El activista ambiental Álex Serna fue encontrado sin vida en Zihuatanejo, Guerrero, después de permanecer desaparecido durante casi dos semanas. La noticia fue confirmada por la Comisión de Derechos Humanos, mientras que la Fiscalía de Guerrero aún no ha dado a conocer información oficial sobre las causas del crimen.
El caso ha generado preocupación entre organizaciones defensoras de los derechos humanos y del medio ambiente, debido a que el comunicador había denunciado previamente amenazas relacionadas con sus investigaciones sobre presuntas afectaciones ambientales y obras sin autorización en la región.
Hallan sin vida a Álex Serna tras casi dos semanas desaparecido
El 20 de junio fue la última vez que Álex Serna publicó contenido en sus redes sociales. Ese día denunció, con documentos, que una empresa deshidratadora de mango presuntamente operaba desde 2017 sin los permisos ambientales correspondientes en La Saladita, una playa ubicada a unos 40 kilómetros de Zihuatanejo.
Después de esa publicación, el activista dejó de tener actividad pública. Sus familiares reportaron su desaparición y la Comisión de Búsqueda emitió la ficha correspondiente para localizarlo.

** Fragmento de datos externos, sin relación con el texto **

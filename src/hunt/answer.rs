use crate::hunt::types::Mission;

/// Lowercase, collapse whitespace runs to a single space and trim.
pub fn normalize_answer(input: &str) -> String {
    input
        .split_whitespace()
        .collect::<Vec<_>>()
        .join(" ")
        .to_lowercase()
}

/// Exact comparison of normalised forms. Blank input never matches.
pub fn verify_answer(submitted: &str, mission: &Mission) -> bool {
    let candidate = normalize_answer(submitted);
    if candidate.is_empty() {
        return false;
    }
    candidate == normalize_answer(&mission.answer_hash)
}

#[cfg(test)]
mod tests {
    use super::*;
    use crate::hunt::types::Difficulty;

    fn mission(answer: &str) -> Mission {
        Mission::new("m", "t", "d", "s", Difficulty::Beginner, 1, answer, "h", 1)
    }

    #[test]
    fn normalizes_case_and_whitespace() {
        assert_eq!(normalize_answer("  O   Tempo\tESTA\na despertar "), "o tempo esta a despertar");
    }

    #[test]
    fn accepts_normalized_match() {
        let m = mission("o tempo esta a despertar");
        assert!(verify_answer("O TEMPO  esta a   despertar", &m));
        assert!(verify_answer("function soma(a,b){return a+b}", &mission("function soma(a,b){return a+b}")));
    }

    #[test]
    fn rejects_partial_and_blank() {
        let m = mission("http");
        assert!(!verify_answer("https", &m));
        assert!(!verify_answer("htt", &m));
        assert!(!verify_answer("   ", &m));
        assert!(!verify_answer("", &mission("")));
    }

    #[test]
    fn whitespace_inside_tokens_matters() {
        let m = mission("function soma(a,b){return a+b}");
        assert!(!verify_answer("function soma(a, b){return a+b}", &m));
    }
}
use chrono::{DateTime, Local};
use log::{debug, info};

use crate::hunt::answer::verify_answer;
use crate::hunt::types::Mission;
use crate::logutil::escape_log;
use crate::metrics;

/// Query sent to the oracle when the player just asks for help.
pub const DEFAULT_HINT_QUERY: &str = "I'm stuck, I need a hint.";

#[derive(Debug, Clone, Copy, PartialEq, Eq)]
pub enum LogLevel {
    Info,
    Success,
    Error,
    Warning,
}

impl LogLevel {
    pub fn label(&self) -> &'static str {
        match self {
            LogLevel::Info => "INFO",
            LogLevel::Success => "SUCCESS",
            LogLevel::Error => "ERROR",
            LogLevel::Warning => "WARNING",
        }
    }
}

/// One line of the terminal transcript.
#[derive(Debug, Clone)]
pub struct LogLine {
    pub level: LogLevel,
    pub text: String,
    pub at: DateTime<Local>,
}

impl LogLine {
    /// `[HH:MM:SS] LEVEL: text`
    pub fn render(&self) -> String {
        format!(
            "[{}] {}: {}",
            self.at.format("%H:%M:%S"),
            self.level.label(),
            self.text
        )
    }
}

#[derive(Debug, Clone, Copy, PartialEq, Eq)]
pub enum TerminalStatus {
    Idle,
    Error,
    Success,
}

#[derive(Debug, Clone, Copy, PartialEq, Eq)]
pub enum SubmitOutcome {
    /// Blank input, or the mission was already solved in this session
    Ignored,
    Rejected,
    Accepted,
}

/// A line typed into an interactive terminal.
#[derive(Debug, Clone, Copy, PartialEq, Eq)]
pub enum TerminalInput<'a> {
    /// `:back`
    Back,
    /// `:hint` with an optional question after a space
    Hint(Option<&'a str>),
    Answer(&'a str),
}

impl<'a> TerminalInput<'a> {
    pub fn parse(line: &'a str) -> Self {
        let trimmed = line.trim();
        if trimmed == ":back" {
            return TerminalInput::Back;
        }
        if trimmed == ":hint" {
            return TerminalInput::Hint(None);
        }
        match trimmed.strip_prefix(":hint") {
            Some(rest) if rest.starts_with(char::is_whitespace) => {
                let query = rest.trim();
                TerminalInput::Hint((!query.is_empty()).then_some(query))
            }
            _ => TerminalInput::Answer(line),
        }
    }
}

/// Arguments for the hint collaborator.
#[derive(Debug, Clone, PartialEq, Eq)]
pub struct HintRequest {
    pub mission_title: String,
    pub mission_context: String,
    pub user_query: String,
}

/// # Mission Terminal
///
/// Simulated secure shell opened on a single mission. The session owns its
/// transcript, the verification status and the "hint in flight" flag; it
/// never touches `UserState`. An accepted answer is reported to the caller,
/// which decides when the reward is applied.
#[derive(Debug, Clone)]
pub struct TerminalSession {
    mission: Mission,
    logs: Vec<LogLine>,
    status: TerminalStatus,
    hint_in_flight: bool,
}

impl TerminalSession {
    pub fn new(mission: &Mission) -> Self {
        let mut session = Self {
            mission: mission.clone(),
            logs: Vec::new(),
            status: TerminalStatus::Idle,
            hint_in_flight: false,
        };
        session.boot();
        session
    }

    fn boot(&mut self) {
        self.log(LogLevel::Info, "INITIALIZING SECURE LINK [SECURE_SOCKET_LAYER]...");
        let title = format!("TARGET IDENTIFIED: {}", self.mission.title);
        self.log(LogLevel::Info, &title);
        let directive = format!("PRIMARY DIRECTIVE: {}", self.mission.description);
        self.log(LogLevel::Info, &directive);
        if let Some(url) = self.mission.clue_url.clone() {
            self.log(LogLevel::Info, &format!("SIGNAL TRACE: {}", url));
        }
        self.log(LogLevel::Warning, "TERMINAL ACTIVE. AWAITING USER INPUT...");
    }

    pub fn mission(&self) -> &Mission {
        &self.mission
    }

    pub fn logs(&self) -> &[LogLine] {
        &self.logs
    }

    pub fn status(&self) -> TerminalStatus {
        self.status
    }

    pub fn hint_in_flight(&self) -> bool {
        self.hint_in_flight
    }

    pub fn log(&mut self, level: LogLevel, text: &str) {
        self.logs.push(LogLine {
            level,
            text: text.to_string(),
            at: Local::now(),
        });
    }

    /// Check a submitted answer against the mission.
    pub fn submit(&mut self, input: &str) -> SubmitOutcome {
        if input.trim().is_empty() || self.status == TerminalStatus::Success {
            return SubmitOutcome::Ignored;
        }
        metrics::inc_answers_submitted();
        self.log(LogLevel::Info, &format!("> {}", input));

        if verify_answer(input, &self.mission) {
            self.status = TerminalStatus::Success;
            self.log(LogLevel::Success, "HASH VERIFIED. ACCESS GRANTED.");
            self.log(LogLevel::Success, "RUNNING REWARD SCRIPT...");
            metrics::inc_answers_accepted();
            info!("Mission {} solved", self.mission.id);
            SubmitOutcome::Accepted
        } else {
            self.status = TerminalStatus::Error;
            self.log(
                LogLevel::Error,
                "SYNTAX ERROR OR INVALID HASH. ACCESS DENIED.",
            );
            metrics::inc_answers_rejected();
            debug!(
                "Mission {} rejected answer '{}'",
                self.mission.id,
                escape_log(input)
            );
            SubmitOutcome::Rejected
        }
    }

    /// Start a hint request. `None` while one is already in flight or once the
    /// mission is solved.
    pub fn begin_hint(&mut self, query: Option<&str>) -> Option<HintRequest> {
        if self.hint_in_flight || self.status == TerminalStatus::Success {
            return None;
        }
        self.hint_in_flight = true;
        metrics::inc_hints_requested();
        self.log(
            LogLevel::Warning,
            "ESTABLISHING NEURAL UPLINK WITH THE ORACLE...",
        );
        let user_query = query
            .map(str::trim)
            .filter(|q| !q.is_empty())
            .unwrap_or(DEFAULT_HINT_QUERY);
        Some(HintRequest {
            mission_title: self.mission.title.clone(),
            mission_context: format!("{} {}", self.mission.description, self.mission.hint),
            user_query: user_query.to_string(),
        })
    }

    /// Record the oracle's reply (or its fallback text) and clear the flag.
    pub fn finish_hint(&mut self, text: &str) {
        self.hint_in_flight = false;
        self.log(LogLevel::Warning, &format!("ORACLE RESPONSE: {}", text));
    }
}

#[cfg(test)]
mod tests {
    use super::*;
    use crate::hunt::seeds::seed_missions;

    fn first_mission() -> Mission {
        seed_missions().remove(0)
    }

    #[test]
    fn boot_sequence_mentions_target_and_clue() {
        let session = TerminalSession::new(&first_mission());
        let lines: Vec<_> = session.logs().iter().map(|l| l.text.clone()).collect();
        assert_eq!(lines.len(), 5);
        assert!(lines[1].contains("O Portal"));
        assert!(lines[3].starts_with("SIGNAL TRACE: https://"));
        assert_eq!(session.logs()[4].level, LogLevel::Warning);
    }

    #[test]
    fn boot_without_clue_skips_trace() {
        let mut mission = first_mission();
        mission.clue_url = None;
        let session = TerminalSession::new(&mission);
        assert_eq!(session.logs().len(), 4);
    }

    #[test]
    fn wrong_then_right_answer() {
        let mut session = TerminalSession::new(&first_mission());
        assert_eq!(session.submit("abre-te sesamo"), SubmitOutcome::Rejected);
        assert_eq!(session.status(), TerminalStatus::Error);

        assert_eq!(
            session.submit("O Tempo Esta A Despertar"),
            SubmitOutcome::Accepted
        );
        assert_eq!(session.status(), TerminalStatus::Success);
        assert_eq!(session.submit("again"), SubmitOutcome::Ignored);
    }

    #[test]
    fn blank_input_is_ignored_without_echo() {
        let mut session = TerminalSession::new(&first_mission());
        let before = session.logs().len();
        assert_eq!(session.submit("   "), SubmitOutcome::Ignored);
        assert_eq!(session.logs().len(), before);
        assert_eq!(session.status(), TerminalStatus::Idle);
    }

    #[test]
    fn hint_requests_do_not_overlap() {
        let mut session = TerminalSession::new(&first_mission());
        let request = session.begin_hint(None).unwrap();
        assert_eq!(request.user_query, DEFAULT_HINT_QUERY);
        assert!(request.mission_context.contains("Inspecionar Elemento"));
        assert!(session.begin_hint(Some("again?")).is_none());

        session.finish_hint("Look deeper.");
        assert!(!session.hint_in_flight());
        assert!(session.logs().last().unwrap().render().contains("ORACLE RESPONSE: Look deeper."));
        assert_eq!(
            session.begin_hint(Some(" what is binary? ")).unwrap().user_query,
            "what is binary?"
        );
    }

    #[test]
    fn no_hints_after_success() {
        let mut session = TerminalSession::new(&first_mission());
        session.submit("o tempo esta a despertar");
        assert!(session.begin_hint(None).is_none());
    }

    #[test]
    fn input_commands_need_exact_keywords() {
        assert_eq!(TerminalInput::parse(" :back "), TerminalInput::Back);
        assert_eq!(TerminalInput::parse(":hint"), TerminalInput::Hint(None));
        assert_eq!(
            TerminalInput::parse(":hint  what is ascii? "),
            TerminalInput::Hint(Some("what is ascii?"))
        );
        assert_eq!(
            TerminalInput::parse(":hintfoo"),
            TerminalInput::Answer(":hintfoo")
        );
        assert_eq!(TerminalInput::parse(":backup"), TerminalInput::Answer(":backup"));
        assert_eq!(TerminalInput::parse("http"), TerminalInput::Answer("http"));
    }

    #[test]
    fn rendered_line_format() {
        let mut session = TerminalSession::new(&first_mission());
        session.log(LogLevel::Error, "boom");
        let rendered = session.logs().last().unwrap().render();
        assert!(rendered.starts_with('['));
        assert!(rendered.ends_with("] ERROR: boom"));
    }
}
//! Cancelable deferred transitions for the shell.
//!
//! The shell never spawns fire-and-forget timers. Each delayed action
//! ("apply the reward in 2 s", "return to the dashboard in 2.5 s") is queued
//! here with a deadline, and the owner polls with the current time. Because
//! time is always passed in, tests advance it deterministically, and closing a
//! view cancels whatever it left pending.

use log::debug;
use std::time::{Duration, Instant};

/// Handle returned by [`Scheduler::schedule`].
#[derive(Debug, Clone, Copy, PartialEq, Eq, Hash, PartialOrd, Ord)]
pub struct TaskId(u64);

#[derive(Debug)]
struct PendingTask<A> {
    id: TaskId,
    due: Instant,
    action: A,
}

/// Deadline-ordered queue of pending actions.
#[derive(Debug)]
pub struct Scheduler<A> {
    pending: Vec<PendingTask<A>>,
    next_id: u64,
}

impl<A> Default for Scheduler<A> {
    fn default() -> Self {
        Self::new()
    }
}

impl<A> Scheduler<A> {
    pub fn new() -> Self {
        Self {
            pending: Vec::new(),
            next_id: 1,
        }
    }

    /// Queue `action` to fire once `delay` has elapsed after `now`.
    pub fn schedule(&mut self, now: Instant, delay: Duration, action: A) -> TaskId {
        let id = TaskId(self.next_id);
        self.next_id += 1;
        self.pending.push(PendingTask {
            id,
            due: now + delay,
            action,
        });
        debug!("scheduler: task {:?} due in {}ms", id, delay.as_millis());
        id
    }

    /// Drop a pending task. Returns false when it already fired or was cancelled.
    pub fn cancel(&mut self, id: TaskId) -> bool {
        let before = self.pending.len();
        self.pending.retain(|t| t.id != id);
        before != self.pending.len()
    }

    /// Drop every pending task, returning how many were discarded.
    pub fn cancel_all(&mut self) -> usize {
        let dropped = self.pending.len();
        self.pending.clear();
        if dropped > 0 {
            debug!("scheduler: cancelled {} pending task(s)", dropped);
        }
        dropped
    }

    pub fn is_pending(&self, id: TaskId) -> bool {
        self.pending.iter().any(|t| t.id == id)
    }

    pub fn len(&self) -> usize {
        self.pending.len()
    }

    pub fn is_empty(&self) -> bool {
        self.pending.is_empty()
    }

    /// Earliest deadline still queued.
    pub fn next_deadline(&self) -> Option<Instant> {
        self.pending.iter().map(|t| t.due).min()
    }

    /// Remove and return every action due at `now`, earliest deadline first
    /// (ties keep scheduling order).
    pub fn poll_due(&mut self, now: Instant) -> Vec<A> {
        let (mut due, waiting): (Vec<_>, Vec<_>) =
            self.pending.drain(..).partition(|t| t.due <= now);
        self.pending = waiting;
        due.sort_by_key(|t| (t.due, t.id));
        due.into_iter().map(|t| t.action).collect()
    }
}
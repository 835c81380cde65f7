//! Logging utilities for user-supplied text (answers, hint queries, usernames)
//! so every log record stays on a single, bounded line.

/// Longest preview kept from a user string before it is cut with an ellipsis.
const MAX_PREVIEW: usize = 120;

/// Escape a string for single-line logging:
/// - `\n` => `\\n`
/// - `\r` => `\\r`
/// - `\t` => `\\t`
/// - backslash => `\\\\`
///   Other control characters become `\xNN`; input longer than `MAX_PREVIEW`
///   characters is truncated with `…`.
pub fn escape_log(s: &str) -> String {
    let mut out = String::with_capacity(s.len().min(MAX_PREVIEW) + 8);
    for (count, ch) in s.chars().enumerate() {
        if count >= MAX_PREVIEW {
            out.push('…');
            break;
        }
        match ch {
            '\\' => out.push_str("\\\\"),
            '\n' => out.push_str("\\n"),
            '\r' => out.push_str("\\r"),
            '\t' => out.push_str("\\t"),
            c if c.is_control() => {
                use std::fmt::Write;
                let _ = write!(&mut out, "\\x{:02X}", c as u32);
            }
            c => out.push(c),
        }
    }
    out
}

#[cfg(test)]
mod tests {
    use super::escape_log;

    #[test]
    fn escapes_multiline_answers() {
        assert_eq!(
            escape_log("function soma(a,b)\n{\treturn a+b}"),
            "function soma(a,b)\\n{\\treturn a+b}"
        );
    }

    #[test]
    fn truncates_long_input() {
        let long = "x".repeat(500);
        let esc = escape_log(&long);
        assert_eq!(esc.chars().count(), 121);
        assert!(esc.ends_with('…'));
    }

    #[test]
    fn hex_escapes_other_controls() {
        assert_eq!(escape_log("a\u{7}b"), "a\\x07b");
    }
}
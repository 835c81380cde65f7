//! Test utilities & fixtures.
//! Provides the seed catalog shipped in `data/seeds` and throwaway stores.

use std::path::{Path, PathBuf};

use codexhunt::config::HuntConfig;
use codexhunt::hunt::{load_catalog_from_json, Catalog};
use codexhunt::storage::{JsonFileStore, DEFAULT_SAVE_KEY};

/// Path to the catalog seed committed with the repository.
pub fn seed_catalog_path() -> PathBuf {
    Path::new(env!("CARGO_MANIFEST_DIR"))
        .join("data")
        .join("seeds")
        .join("catalog.json")
}

/// Catalog loaded from the committed seed file.
#[allow(dead_code)]
pub fn seed_catalog() -> Catalog {
    load_catalog_from_json(seed_catalog_path()).expect("seed catalog")
}

/// Fresh JSON store rooted in a temp dir. Keep the `TempDir` alive for the test.
#[allow(dead_code)]
pub fn temp_store() -> (tempfile::TempDir, JsonFileStore) {
    let tmp = tempfile::tempdir().expect("tempdir");
    let store = JsonFileStore::new(tmp.path().join("data"), DEFAULT_SAVE_KEY);
    (tmp, store)
}

/// Shell timing with short, explicit delays.
#[allow(dead_code)]
pub fn fast_config() -> HuntConfig {
    HuntConfig {
        username: "tester".to_string(),
        success_delay_ms: 20,
        completion_delay_ms: 30,
    }
}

Finalmente, la noche del viernes, la Comisión de Derechos Humanos confirmó que el comunicador fue localizado sin vida. Algunos medios locales señalaron que el cuerpo presentaba presuntas huellas de tortura; sin embargo, hasta el momento la Fiscalía de Guerrero no ha emitido información oficial sobre esos reportes ni sobre el avance de las investigaciones.
Denunciaba presuntos daños ambientales y posibles actos de corrupción
A través de sus redes sociales, Álex Serna, de 39 años, documentaba presuntas irregularidades relacionadas con el medio ambiente en la costa de Guerrero.
Entre sus publicaciones destacaban investigaciones sobre construcciones presuntamente realizadas sin autorización, obras que, según sus reportes, ponían en riesgo recursos naturales y posibles vínculos entre empresas y actores políticos de la región.
El activista también cuestionaba públicamente decisiones tomadas durante la administración del entonces alcalde Jorge Sánchez y de la actual presidenta municipal Lisette Tapia, ambos militantes del PRI, al señalar presuntos beneficios otorgados a empresas relacionadas con el suministro de agua. Estas afirmaciones forman parte de sus denuncias públicas y no han sido acreditadas judicialmente.
Álex Serna había denunciado amenazas meses antes de su desaparición
De acuerdo con la información difundida por organismos de derechos humanos, Álex Serna había denunciado amenazas en marzo, derivadas de su labor de documentación sobre obras sin permisos ambientales y casos de contaminación en Guerrero.
Su trabajo lo convirtió en una de las voces más visibles en la defensa del medio ambiente en la región, utilizando las redes sociales como plataforma para difundir investigaciones y evidencias relacionadas con posibles afectaciones ecológicas.
La violencia contra activistas ambientales continúa en México
El asesinato de Álex Serna ocurre en un contexto de violencia contra quienes defienden el medio ambiente en México.
De acuerdo con el Centro Mexicano de Derecho Ambiental (Cemda), durante el último año se documentaron 10 asesinatos de personas defensoras del medio ambiente, principalmente relacionadas con la protección del agua, playas, bosques y la oposición a megaproyectos.
Además, el organismo registró 314 agresiones contra activistas durante 2025, siendo los integrantes de comunidades y los defensores independientes quienes enfrentan los mayores riesgos.
Según el informe de Cemda, en aproximadamente la mitad de los casos no se identifica a los responsables de las agresiones. En otro porcentaje importante, los ataques son atribuidos presuntamente a autoridades de distintos niveles de gobierno y, en menor medida, a empresas privadas.
El caso reaviva la preocupación por la seguridad de los defensores ambientales
La muerte de Álex Serna vuelve a colocar en el centro del debate las condiciones de seguridad que enfrentan periodistas, comunicadores y activistas ambientales en México.
Mientras continúan las investigaciones, organizaciones civiles han insistido en la necesidad de esclarecer el crimen, garantizar justicia y fortalecer los mecanismos de protección para quienes documentan y denuncian posibles afectaciones al medio ambiente.
El caso también revive las alertas sobre la violencia que enfrentan los defensores ambientales en el país, considerado en distintos informes internacionales como uno de los lugares de mayor riesgo para ejercer esta labor.